The production and distribution costs of two of the four commonly circulating U.S. coin denominations exceed their face values, according to the U.S. Mint’s latest annual report.

While it costs the mint more than face value to strike and distribute its one- and five-cent coins, the cost for both the 10- and 25-cent coins is less than half their face values.

The copper-plated zinc cent, which depicts a right-facing portrait of 16th U.S. President Abraham Lincoln, costs 1.99 cents to produce and distribute (down from 2.06 cents in 2018 but up nearly 20 cents since 2017).

The copper-nickel five-cent coin, depicting a profile of U.S. Founding Father Thomas Jefferson, who was that country’s third president, costs the mint 7.62 cents (up from 7.53 cents in 2018 and 6.6 cents in 2017).

The copper-nickel clad dime, depicting 32nd U.S. President Franklin Roosevelt, has cost 3.73 cents since 2018 but is up from 3.33 cents in 2017.

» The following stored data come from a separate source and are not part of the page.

//! Configuration loading and the settings store
//!
//! Handles parsing of `.tasknest.toml` and owns the user-facing daily
//! policy: how many tasks to surface per day, per category limits and the
//! streak goal.

use std::collections::BTreeMap;
use std::path::Path;

use serde::{Deserialize, Serialize};
use tracing::{debug, warn};

use crate::error::{Error, Result};
use crate::share::DEFAULT_ACCEPTANCE_PROBABILITY;

/// Config file name looked up in a directory
pub const CONFIG_FILE: &str = ".tasknest.toml";

pub const MIN_DAILY_TASK_LIMIT: u32 = 1;
pub const MAX_DAILY_TASK_LIMIT: u32 = 5;

/// Main configuration structure
#[derive(Debug, Clone, Default, PartialEq, Serialize, Deserialize)]
pub struct Config {
    /// Daily policy settings
    #[serde(default)]
    pub settings: Settings,

    /// Sharing simulation configuration
    #[serde(default)]
    pub sharing: SharingConfig,
}

/// User-configurable daily policy.
#[derive(Debug, Clone, PartialEq, Eq, Serialize, Deserialize)]
pub struct Settings {
    /// Total tasks to surface per day
    #[serde(default = "default_daily_task_limit")]
    pub daily_task_limit: u32,

    /// Tasks to surface per category per day
    #[serde(default)]
    pub category_limits: BTreeMap<String, u32>,

    /// Track consecutive days on which the daily goal was met
    #[serde(default = "default_true")]
    pub enable_streak: bool,

    /// Consecutive days needed to reach the streak goal
    #[serde(default = "default_streak_goal")]
    pub streak_goal: u32,

    /// Deliver sharing notifications
    #[serde(default = "default_true")]
    pub notifications_enabled: bool,
}

fn default_daily_task_limit() -> u32 {
    4
}

fn default_streak_goal() -> u32 {
    2
}

fn default_true() -> bool {
    true
}

impl Default for Settings {
    fn default() -> Self {
        Self {
            daily_task_limit: default_daily_task_limit(),
            category_limits: BTreeMap::new(),
            enable_streak: true,
            streak_goal: default_streak_goal(),
            notifications_enabled: true,
        }
    }
}

impl Settings {
    /// Limit for a category; unset means 0.
    pub fn category_limit(&self, name: &str) -> u32 {
        self.category_limits.get(name).copied().unwrap_or(0)
    }

    pub fn category_limit_total(&self) -> u32 {
        self.category_limits.values().sum()
    }

    fn validate(&self) -> Result<()> {
        validate_daily_task_limit(self.daily_task_limit)?;
        validate_streak_goal(self.streak_goal)?;
        for (name, limit) in &self.category_limits {
            validate_category_limit(name, *limit)?;
        }
        Ok(())
    }
}

fn validate_daily_task_limit(limit: u32) -> Result<()> {
    if !(MIN_DAILY_TASK_LIMIT..=MAX_DAILY_TASK_LIMIT).contains(&limit) {
        return Err(Error::InvalidLimit(format!(
            "daily_task_limit must be between {MIN_DAILY_TASK_LIMIT} and {MAX_DAILY_TASK_LIMIT}, got {limit}"
        )));
    }
    Ok(())
}

fn validate_streak_goal(goal: u32) -> Result<()> {
    if goal == 0 {
        return Err(Error::InvalidLimit("streak_goal must be >= 1".to_string()));
    }
    Ok(())
}

fn validate_category_limit(name: &str, limit: u32) -> Result<()> {
    if limit > MAX_DAILY_TASK_LIMIT {
        return Err(Error::InvalidLimit(format!(
            "category limit for '{name}' must be <= {MAX_DAILY_TASK_LIMIT}, got {limit}"
        )));
    }
    Ok(())
}

/// Sharing simulation configuration
#[derive(Debug, Clone, PartialEq, Serialize, Deserialize)]
pub struct SharingConfig {
    /// Probability that a proposed user accepts a shared task
    #[serde(default = "default_acceptance_probability")]
    pub acceptance_probability: f64,

    /// Fixed seed for reproducible acceptance draws
    #[serde(default, skip_serializing_if = "Option::is_none")]
    pub seed: Option<u64>,
}

fn default_acceptance_probability() -> f64 {
    DEFAULT_ACCEPTANCE_PROBABILITY
}

impl Default for SharingConfig {
    fn default() -> Self {
        Self {
            acceptance_probability: default_acceptance_probability(),
            seed: None,
        }
    }
}

impl SharingConfig {
    fn validate(&self) -> Result<()> {
        if !(0.0..=1.0).contains(&self.acceptance_probability) {
            return Err(Error::InvalidConfig(format!(
                "sharing.acceptance_probability must be within [0, 1], got {}",
                self.acceptance_probability
            )));
        }
        Ok(())
    }
}

impl Config {
    /// Load configuration from a `.tasknest.toml` file
    pub fn load(path: &Path) -> Result<Self> {
        let content = std::fs::read_to_string(path)?;
        let config: Config = toml::from_str(&content)?;
        config.validate()?;
        Ok(config)
    }

    /// Load configuration from a directory, or return defaults
    pub fn load_from_dir(dir: &Path) -> Self {
        let config_path = dir.join(CONFIG_FILE);
        if !config_path.exists() {
            return Self::default();
        }
        match Self::load(&config_path) {
            Ok(config) => config,
            Err(err) => {
                warn!(path = %config_path.display(), %err, "ignoring invalid config");
                Self::default()
            }
        }
    }

    /// Save configuration to a file
    pub fn save(&self, path: &Path) -> Result<()> {
        let content = toml::to_string_pretty(self)?;
        std::fs::write(path, content)?;
        Ok(())
    }

    fn validate(&self) -> Result<()> {
        self.settings
            .validate()
            .map_err(|err| Error::InvalidConfig(format!("settings: {err}")))?;
        self.sharing.validate()?;
        Ok(())
    }
}

/// Partial settings update; `None` leaves a field untouched.
#[derive(Debug, Clone, Default)]
pub struct SettingsUpdate {
    pub daily_task_limit: Option<u32>,
    pub category_limits: Option<BTreeMap<String, u32>>,
    pub enable_streak: Option<bool>,
    pub streak_goal: Option<u32>,
    pub notifications_enabled: Option<bool>,
}

/// Holds the live settings and reconciles category limits against the
/// daily limit.
#[derive(Debug, Clone, Default)]
pub struct SettingsStore {
    settings: Settings,
    user_updated: bool,
}

impl SettingsStore {
    pub fn new(settings: Settings) -> Result<Self> {
        settings.validate()?;
        let mut store = Self {
            settings,
            user_updated: false,
        };
        store.reconcile();
        Ok(store)
    }

    pub fn settings(&self) -> &Settings {
        &self.settings
    }

    pub fn get_settings(&self) -> Settings {
        self.settings.clone()
    }

    /// Whether the user has changed settings since the last reset.
    pub fn has_user_updated(&self) -> bool {
        self.user_updated
    }

    /// Apply a partial update. Nothing changes when validation fails.
    pub fn update(&mut self, update: SettingsUpdate) -> Result<()> {
        let mut next = self.settings.clone();
        if let Some(limit) = update.daily_task_limit {
            validate_daily_task_limit(limit)?;
            next.daily_task_limit = limit;
        }
        if let Some(limits) = update.category_limits {
            for (name, limit) in &limits {
                validate_category_limit(name, *limit)?;
            }
            next.category_limits = limits;
        }
        if let Some(goal) = update.streak_goal {
            validate_streak_goal(goal)?;
            next.streak_goal = goal;
        }
        if let Some(enabled) = update.enable_streak {
            next.enable_streak = enabled;
        }
        if let Some(enabled) = update.notifications_enabled {
            next.notifications_enabled = enabled;
        }

        self.settings = next;
        self.user_updated = true;
        self.reconcile();
        Ok(())
    }

    pub fn set_category_limit(&mut self, name: &str, limit: u32) -> Result<()> {
        validate_category_limit(name, limit)?;
        self.settings
            .category_limits
            .insert(name.to_string(), limit);
        self.user_updated = true;
        self.reconcile();
        Ok(())
    }

    pub fn reset_to_default(&mut self) {
        self.settings = Settings::default();
        self.user_updated = false;
    }

    /// Align category limits with the current category names.
    ///
    /// Limits of vanished categories are dropped. Until the user edits
    /// settings, each newly seen category gets a limit of 1 while this
    /// pass has handed out fewer than `daily_task_limit` slots, and 0
    /// after that.
    pub fn sync_categories(&mut self, names: &[String]) {
        self.settings
            .category_limits
            .retain(|name, _| names.iter().any(|candidate| candidate == name));

        if !self.user_updated {
            let mut assigned = 0;
            for name in names {
                if self.settings.category_limits.contains_key(name) {
                    continue;
                }
                let limit = if assigned < self.settings.daily_task_limit {
                    assigned += 1;
                    1
                } else {
                    0
                };
                debug!(category = %name, limit, "derived category limit");
                self.settings.category_limits.insert(name.clone(), limit);
            }
        }

        self.reconcile();
    }

    /// Move a category's limit to its new name.
    pub fn rename_category(&mut self, old_name: &str, new_name: &str) {
        if old_name == new_name {
            return;
        }
        if let Some(limit) = self.settings.category_limits.remove(old_name) {
            self.settings
                .category_limits
                .insert(new_name.to_string(), limit);
        }
    }

    /// Daily slots not yet allocated to a category.
    pub fn available_spots(&self) -> u32 {
        self.settings
            .daily_task_limit
            .saturating_sub(self.settings.category_limit_total())
    }

    // The daily limit follows the allocations upward; allocations are never
    // trimmed to fit.
    fn reconcile(&mut self) {
        let total = self.settings.category_limit_total();
        if total > self.settings.daily_task_limit {
            debug!(
                from = self.settings.daily_task_limit,
                to = total,
                "raising daily task limit to cover category limits"
            );
            self.settings.daily_task_limit = total;
        }
    }
}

Lastly, the cost of the “America the Beautiful” copper-nickel clad quarters – with five designs issued each year from 2010 through 2021 – is 9.01 cents, up from 8.87 cents in 2018 and 8.24 cents in 2017.

Released this January, the U.S. Mint’s 2019 annual report highlights the mint’s activities for fiscal year 2019, which ran from Oct. 1, 2018, through September 2019.